This man suggested that in the effort to separate church and state, public education has actually become its own parochial school of sorts.  Secular humanism.  Parents can choose a Catholic school, or an Evangelical Christian school, or a Jewish school, or a secular humanist school.  I’ve heard the term “secular humanism,” but I wanted to know what people meant by it.  According to www.secularhumanism.org :

Secular humanism is a comprehensive, nonreligious lifestance incorporating:

»  A naturalistic philosophy

»  A cosmic outlook rooted in science

»  A consequentialist ethical system

Paraphrasing the explanations of all those:  The natural world, the world of everyday physical experience, is all there is.  Our lives are grounded in the universe in which we live, relying on methods demonstrated by science.  And ethics are to be judged by results they produce in people’s lives.

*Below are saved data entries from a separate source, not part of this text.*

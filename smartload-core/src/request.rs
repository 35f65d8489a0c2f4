//! Optimization requests and their validation.
//!
//! Optimizers accept only a [`ValidatedRequest`], so every precondition the
//! search relies on is checked once, up front, by [`LoadRequest::validate`].

use std::collections::HashSet;

use thiserror::Error;

use crate::{Order, OrderId, Truck};

/// Largest number of orders accepted in one request.
pub const MAX_ORDERS: usize = 25;

/// A truck and the orders competing for it, as supplied by the caller.
///
/// # Examples
/// ```rust
/// use smartload_core::{Capacity, LoadRequest, Truck};
///
/// let request = LoadRequest {
///     truck: Truck::new("truck-123", Capacity::new(44_000, 3_000)),
///     orders: Vec::new(),
/// };
/// let validated = request.validate().expect("an empty order list is valid");
/// assert!(validated.orders().is_empty());
/// ```
#[derive(Debug, Clone, PartialEq, Eq)]
pub struct LoadRequest {
    /// The truck being loaded.
    pub truck: Truck,
    /// Candidate orders in caller order.
    pub orders: Vec<Order>,
}

/// Reasons a [`LoadRequest`] is rejected before optimization.
#[derive(Debug, Clone, PartialEq, Eq, Error)]
pub enum RequestValidationError {
    /// The truck identifier was blank.
    #[error("truck id must not be empty")]
    EmptyTruckId,
    /// The truck cannot carry any weight.
    #[error("truck max_weight_lbs must be greater than zero")]
    ZeroMaxWeight,
    /// The truck cannot carry any volume.
    #[error("truck max_volume_cuft must be greater than zero")]
    ZeroMaxVolume,
    /// More orders than the service accepts.
    #[error("request contains {count} orders; at most {limit} are accepted")]
    TooManyOrders {
        /// Orders supplied.
        count: usize,
        /// Orders accepted.
        limit: usize,
    },
    /// An order identifier was blank.
    #[error("order at position {index} has an empty id")]
    EmptyOrderId {
        /// Position of the order in the request.
        index: usize,
    },
    /// Two orders share an identifier.
    #[error("order id {id} appears more than once")]
    DuplicateOrderId {
        /// The repeated identifier.
        id: OrderId,
    },
    /// An order weighs nothing.
    #[error("order {id} must have a positive weight_lbs")]
    ZeroWeight {
        /// The offending order.
        id: OrderId,
    },
    /// An order occupies no space.
    #[error("order {id} must have a positive volume_cuft")]
    ZeroVolume {
        /// The offending order.
        id: OrderId,
    },
    /// An order has a blank origin.
    #[error("order {id} has an empty origin")]
    EmptyOrigin {
        /// The offending order.
        id: OrderId,
    },
    /// An order has a blank destination.
    #[error("order {id} has an empty destination")]
    EmptyDestination {
        /// The offending order.
        id: OrderId,
    },
    /// A time window ends before it starts.
    #[error("order {id} has a {window} window that ends before it starts")]
    InvertedWindow {
        /// The offending order.
        id: OrderId,
        /// Which window, `pickup` or `delivery`.
        window: &'static str,
    },
    /// Delivery opens before pickup does.
    #[error("order {id} must be delivered on or after its pickup")]
    DeliveryBeforePickup {
        /// The offending order.
        id: OrderId,
    },
}

impl LoadRequest {
    /// Check every precondition and wrap the request for optimization.
    ///
    /// # Errors
    /// Returns the first [`RequestValidationError`] found.
    pub fn validate(self) -> Result<ValidatedRequest, RequestValidationError> {
        self.validate_detailed()?;
        Ok(ValidatedRequest(self))
    }

    /// Check every precondition without consuming the request.
    ///
    /// # Errors
    /// Returns the first [`RequestValidationError`] found, checking the truck
    /// before the orders and orders in request order.
    pub fn validate_detailed(&self) -> Result<(), RequestValidationError> {
        let capacity = self.truck.capacity;
        if self.truck.id.as_str().trim().is_empty() {
            return Err(RequestValidationError::EmptyTruckId);
        }
        if capacity.max_weight == 0 {
            return Err(RequestValidationError::ZeroMaxWeight);
        }
        if capacity.max_volume == 0 {
            return Err(RequestValidationError::ZeroMaxVolume);
        }
        if self.orders.len() > MAX_ORDERS {
            return Err(RequestValidationError::TooManyOrders {
                count: self.orders.len(),
                limit: MAX_ORDERS,
            });
        }

        let mut seen = HashSet::with_capacity(self.orders.len());
        for (index, order) in self.orders.iter().enumerate() {
            if order.id.is_blank() {
                return Err(RequestValidationError::EmptyOrderId { index });
            }
            if !seen.insert(&order.id) {
                return Err(RequestValidationError::DuplicateOrderId {
                    id: order.id.clone(),
                });
            }
            validate_order(order)?;
        }
        Ok(())
    }
}

fn validate_order(order: &Order) -> Result<(), RequestValidationError> {
    let id = || order.id.clone();
    if order.weight_lbs == 0 {
        return Err(RequestValidationError::ZeroWeight { id: id() });
    }
    if order.volume_cuft == 0 {
        return Err(RequestValidationError::ZeroVolume { id: id() });
    }
    if order.origin.is_empty() {
        return Err(RequestValidationError::EmptyOrigin { id: id() });
    }
    if order.destination.is_empty() {
        return Err(RequestValidationError::EmptyDestination { id: id() });
    }
    if !order.pickup.is_well_formed() {
        return Err(RequestValidationError::InvertedWindow {
            id: id(),
            window: "pickup",
        });
    }
    if !order.delivery.is_well_formed() {
        return Err(RequestValidationError::InvertedWindow {
            id: id(),
            window: "delivery",
        });
    }
    if order.delivery.start() < order.pickup.start() {
        return Err(RequestValidationError::DeliveryBeforePickup { id: id() });
    }
    Ok(())
}

/// A [`LoadRequest`] that passed [`LoadRequest::validate`].
#[derive(Debug, Clone, PartialEq, Eq)]
pub struct ValidatedRequest(LoadRequest);

impl ValidatedRequest {
    /// The truck being loaded.
    #[must_use]
    pub const fn truck(&self) -> &Truck {
        &self.0.truck
    }

    /// Candidate orders in caller order.
    #[must_use]
    pub fn orders(&self) -> &[Order] {
        &self.0.orders
    }

    /// Recover the underlying request.
    #[must_use]
    pub fn into_inner(self) -> LoadRequest {
        self.0
    }
}

impl TryFrom<LoadRequest> for ValidatedRequest {
    type Error = RequestValidationError;

    fn try_from(request: LoadRequest) -> Result<Self, Self::Error> {
        request.validate()
    }
}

Another quote from the main page:  “It’s liberating to recognize that supernatural beings are human creations … that there’s no such thing as ‘spirit’ … that people are undesigned, unintended, and responsible for themselves.”

Hmm… 

Anywho, I want to validate this man’s point.  It may very well be impossible to educate a child for thirteen years without imparting some sort of worldview, some system of values.  It may very well be that a child isn’t raised into nothingness.  And in my five-minute study of the values of secular humanism, I can see where what happens in my classroom supports all that. 

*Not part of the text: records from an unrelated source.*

//! Capacity and compatibility checks shared by both searches.
//!
//! Subsets are `u32` masks over the ranked candidate list: bit `i` set means
//! ranked candidate `i` is on the truck.

use smartload_core::{Capacity, OptimizeError, Quantity};

use crate::candidates::Candidate;
use crate::compat::CompatibilityMatrix;

/// Running totals of a partial or complete load.
#[derive(Debug, Clone, Copy, Default, PartialEq, Eq)]
pub(crate) struct Load {
    pub(crate) payout: u64,
    pub(crate) weight: u64,
    pub(crate) volume: u64,
}

impl Load {
    pub(crate) const EMPTY: Self = Self {
        payout: 0,
        weight: 0,
        volume: 0,
    };

    /// The load with `candidate` added.
    pub(crate) fn with(self, candidate: &Candidate<'_>) -> Result<Self, OptimizeError> {
        Ok(Self {
            payout: checked_add(self.payout, candidate.payout(), Quantity::Payout)?,
            weight: checked_add(self.weight, candidate.weight(), Quantity::Weight)?,
            volume: checked_add(self.volume, candidate.volume(), Quantity::Volume)?,
        })
    }

    pub(crate) const fn fits(&self, capacity: Capacity) -> bool {
        capacity.admits(self.weight, self.volume)
    }
}

fn checked_add(lhs: u64, rhs: u64, quantity: Quantity) -> Result<u64, OptimizeError> {
    lhs.checked_add(rhs)
        .ok_or(OptimizeError::ArithmeticOverflow { quantity })
}

/// The single-bit mask for ranked position `index`, or 0 when out of range.
pub(crate) fn bit(index: usize) -> u32 {
    u32::try_from(index)
        .ok()
        .and_then(|shift| 1_u32.checked_shl(shift))
        .unwrap_or(0)
}

/// Ranked positions present in `mask`, lowest first.
pub(crate) fn members(mask: u32) -> impl Iterator<Item = usize> {
    (0..u32::BITS)
        .filter(move |shift| mask & (1_u32 << shift) != 0)
        .map(|shift| shift as usize)
}

/// Total load of the candidates in `mask`.
pub(crate) fn load_of(candidates: &[Candidate<'_>], mask: u32) -> Result<Load, OptimizeError> {
    members(mask)
        .filter_map(|index| candidates.get(index))
        .try_fold(Load::EMPTY, |load, candidate| load.with(candidate))
}

/// Whether the candidates in `mask` fit the truck together.
pub(crate) fn fits_capacity(
    candidates: &[Candidate<'_>],
    mask: u32,
    capacity: Capacity,
) -> Result<bool, OptimizeError> {
    Ok(load_of(candidates, mask)?.fits(capacity))
}

/// Whether a candidate whose compatibility row is `row` may join `accepted`.
pub(crate) const fn compatible_with(row: u32, accepted: u32) -> bool {
    row & accepted == accepted
}

/// Whether every pair of candidates in `mask` is compatible.
pub(crate) fn all_pairwise_compatible(matrix: &CompatibilityMatrix, mask: u32) -> bool {
    members(mask).all(|index| compatible_with(matrix.row(index), mask))
}

/// Tie-break between two masks of equal payout.
///
/// `lhs` precedes `rhs` when, at the lowest ranked position where they
/// differ, `lhs` includes the candidate. That is the order in which an
/// include-first depth-first walk over the ranked candidates reaches them.
pub(crate) const fn precedes(lhs: u32, rhs: u32) -> bool {
    let diff = lhs ^ rhs;
    let lowest = diff & diff.wrapping_neg();
    lhs & lowest != 0
}
//! The immutable result of an optimization call.

use std::fmt;

#[cfg(feature = "serde")]
use serde::{Serialize, Serializer};

use crate::{OrderId, TruckId};

/// Share of a capacity dimension in use, held in hundredths of a percent.
///
/// Stored as an integer so the value is exact and reproducible; it only
/// becomes a float when rendered for display or serialised.
///
/// # Examples
/// ```
/// use smartload_core::Utilization;
///
/// let weight = Utilization::from_ratio(30_000, 44_000);
/// assert_eq!(weight.hundredths(), 6_818);
/// assert_eq!(weight.to_string(), "68.18%");
/// assert_eq!(Utilization::from_ratio(5, 0), Utilization::ZERO);
/// ```
#[derive(Debug, Clone, Copy, PartialEq, Eq, PartialOrd, Ord, Hash, Default)]
pub struct Utilization {
    hundredths: u64,
}

impl Utilization {
    /// Nothing in use.
    pub const ZERO: Self = Self { hundredths: 0 };

    /// `100 × used / available`, rounded half-up to two decimal places.
    ///
    /// A zero `available` yields [`Utilization::ZERO`].
    #[must_use]
    #[expect(
        clippy::integer_division,
        reason = "rounded fixed-point percentage is computed in integers"
    )]
    pub fn from_ratio(used: u64, available: u64) -> Self {
        if available == 0 {
            return Self::ZERO;
        }
        let denominator = u128::from(available);
        let scaled = u128::from(used) * 10_000 + denominator / 2;
        let hundredths = u64::try_from(scaled / denominator).unwrap_or(u64::MAX);
        Self { hundredths }
    }

    /// The percentage in hundredths, so `6818` means 68.18%.
    #[must_use]
    pub const fn hundredths(self) -> u64 {
        self.hundredths
    }

    /// The percentage as a float for display layers.
    #[must_use]
    #[expect(
        clippy::float_arithmetic,
        clippy::cast_precision_loss,
        reason = "display conversion of an already-rounded fixed-point value"
    )]
    pub fn as_percent(self) -> f64 {
        self.hundredths as f64 / 100.0
    }
}

impl fmt::Display for Utilization {
    #[expect(
        clippy::integer_division,
        clippy::integer_division_remainder_used,
        reason = "splitting fixed-point hundredths into whole and fractional parts"
    )]
    fn fmt(&self, f: &mut fmt::Formatter<'_>) -> fmt::Result {
        write!(f, "{}.{:02}%", self.hundredths / 100, self.hundredths % 100)
    }
}

#[cfg(feature = "serde")]
impl Serialize for Utilization {
    fn serialize<S: Serializer>(&self, serializer: S) -> Result<S::Ok, S::Error> {
        serializer.serialize_f64(self.as_percent())
    }
}

/// Which search produced a plan.
#[derive(Debug, Clone, Copy, PartialEq, Eq, Hash)]
#[cfg_attr(feature = "serde", derive(Serialize), serde(rename_all = "snake_case"))]
pub enum Strategy {
    /// Depth-first branch-and-bound for small candidate sets.
    ExactBacktracking,
    /// Dense subset enumeration for larger candidate sets.
    BitmaskEnumeration,
}

impl Strategy {
    /// Lower-case name used in logs and output.
    #[must_use]
    pub const fn as_str(self) -> &'static str {
        match self {
            Self::ExactBacktracking => "exact_backtracking",
            Self::BitmaskEnumeration => "bitmask_enumeration",
        }
    }
}

impl fmt::Display for Strategy {
    fn fmt(&self, f: &mut fmt::Formatter<'_>) -> fmt::Result {
        f.write_str(self.as_str())
    }
}

/// Deterministic facts about how a plan was produced.
///
/// Holds no timings, so identical requests serialise identically.
#[derive(Debug, Clone, Copy, PartialEq, Eq)]
#[cfg_attr(feature = "serde", derive(Serialize))]
pub struct Diagnostics {
    /// The search that ran.
    pub strategy: Strategy,
    /// Orders that survived the individual capacity filter.
    pub candidates_considered: usize,
    /// Orders discarded because they exceed capacity on their own.
    pub candidates_filtered: usize,
}

/// The most profitable feasible load for a truck.
///
/// An empty selection with zero totals is a valid plan, meaning no order
/// could be carried.
#[derive(Debug, Clone, PartialEq, Eq)]
#[cfg_attr(feature = "serde", derive(Serialize))]
pub struct LoadPlan {
    /// Identifier of the truck from the request.
    pub truck_id: TruckId,
    /// Selected orders by descending payout; equal payouts keep request order.
    pub selected_order_ids: Vec<OrderId>,
    /// Combined payout in cents.
    pub total_payout_cents: u64,
    /// Combined weight in pounds.
    pub total_weight_lbs: u64,
    /// Combined volume in cubic feet.
    pub total_volume_cuft: u64,
    /// Share of the weight limit used.
    pub utilization_weight_percent: Utilization,
    /// Share of the volume limit used.
    pub utilization_volume_percent: Utilization,
    /// How the plan was produced.
    pub diagnostics: Diagnostics,
}

impl LoadPlan {
    /// Whether no order was selected.
    #[must_use]
    pub fn is_empty(&self) -> bool {
        self.selected_order_ids.is_empty()
    }
}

And the principles of secular humanism…they’re not all bad.  They’re just not fundamentally…true.  Nature isn’t all there is.  Humans are not undesigned, unintended, and responsible for themselves.  There is such a thing as spirit, and Creator, and Savior.  But…there is certainly value in studying the universe in which we live and using methods demonstrated by science.  And there is value in paying attention to the consequences of ethics and how our actions and choices affect others’ lives.

My point is…I’m usually not a big picture person.  But I can see that, in the big picture, we should stop claiming that public education is morally unbiased. 

Something to think about more…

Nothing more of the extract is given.